I've just executed this procedure taking your example as input. Here is the result:
{
"menu": {
"id": "file",
"value": "File",
"popup": {
"menuitem": [
{
"value": "New",
"onclick": "CreateNewDoc()"
},
{
"value": "Open",
"onclick": "OpenDoc()"
},
{
"value": "Close",
"onclick": "CloseDoc()"
}
]
}
}
}
Answered by ninrod on November 18, 2021
BTW, for major modes using SMIE as their indentation engine, there is some part of what you need for that in the form of an auto-fill-mode
support. I think fill-paragraph
or fill-region
won't do a good job, but if you put your code onto a single line, then go to the end of that line and do M-: (smie-auto-fill)

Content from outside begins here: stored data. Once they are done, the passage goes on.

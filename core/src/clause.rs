//! Clause — a compiled pattern, an optional guard, and a body

use crate::{desugar, ClauseHead, CompiledPattern, Guard, Pattern, PatternError};
use std::fmt;
use std::sync::Arc;

/// One arm of a match expression.
///
/// The body is opaque to the engine: it is handed back to the caller on
/// selection, together with the clause's bindings.
pub struct Clause<A> {
    pattern: CompiledPattern,
    guard: Option<Arc<dyn Guard>>,
    body: A,
}

impl<A> Clause<A> {
    /// Compile `pattern` into an unguarded clause.
    ///
    /// # Errors
    ///
    /// Any [`PatternError`] from [`CompiledPattern::new`].
    pub fn new(pattern: Pattern, body: A) -> Result<Self, PatternError> {
        Ok(Self::compiled(CompiledPattern::new(pattern)?, body))
    }

    /// Build from an already compiled pattern.
    pub fn compiled(pattern: CompiledPattern, body: A) -> Self {
        Self {
            pattern,
            guard: None,
            body,
        }
    }

    /// Desugar `let <capture> when <test>` and compile it.
    ///
    /// # Errors
    ///
    /// Any [`PatternError`] from [`CompiledPattern::new`].
    pub fn from_head(head: ClauseHead, body: A) -> Result<Self, PatternError> {
        Self::new(desugar(head), body)
    }

    /// Attach a guard, replacing any previous one.
    #[must_use]
    pub fn with_guard(mut self, guard: Arc<dyn Guard>) -> Self {
        self.guard = Some(guard);
        self
    }

    #[must_use]
    pub fn pattern(&self) -> &CompiledPattern {
        &self.pattern
    }

    #[must_use]
    pub fn guard(&self) -> Option<&Arc<dyn Guard>> {
        self.guard.as_ref()
    }

    #[must_use]
    pub fn body(&self) -> &A {
        &self.body
    }
}

impl<A: fmt::Debug> fmt::Debug for Clause<A> {
    fn fmt(&self, f: &mut fmt::Formatter<'_>) -> fmt::Result {
        f.debug_struct("Clause")
            .field("pattern", &self.pattern)
            .field("guard", &self.guard)
            .field("body", &self.body)
            .finish()
    }
}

it should give sane results (probably not perfect by a long stretch, tho).
Answered by Stefan on November 18, 2021
For this specific scenario json-pretty-print
will prettify the highlighted lump of json.
Answered by Fergie on November 18, 2021
json.el
package provides json-pretty-print-buffer
. This is what it produces for your example:
{
"menu": {
"popup": {
"menuitem": [
{
"onclick": "CreateNewDoc()",
"value": "New"
},
{
"onclick": "OpenDoc()",
"value": "Open"
},
{
"onclick": "CloseDoc()",
"value": "Close"
}
]
},
"value": "File",
"id": "file"
}
}
Seems pretty decent to me.
Answered by wvxvw on November 18, 2021
According to the tip here, you can use external command to format a region in your Json file:
(defun json-format ()
(interactive)
(save-excursion
(shell-command-on-region (region-beginning)
(region-end)
"python -m json.tool"
(buffer-name)
t)))
You can easily extend it to format the whole buffer:
(defun json-format ()
(interactive)
(save-excursion
(shell-command-on-region (point-min)
(point-max)
"python -m json.tool"
(buffer-name) t)))
Emacs does not have formatting tool for programming languages (except for Lisp), only indentation commands.
Answered by Tu Do on November 18, 2021
It looks like you need the fill-region
function more than the indentation.
M-x fill-region
. M-x indent-region
. That will, though, not insert new lines at the exact points as shown in your example. It will simply make the line fit in the fill columns.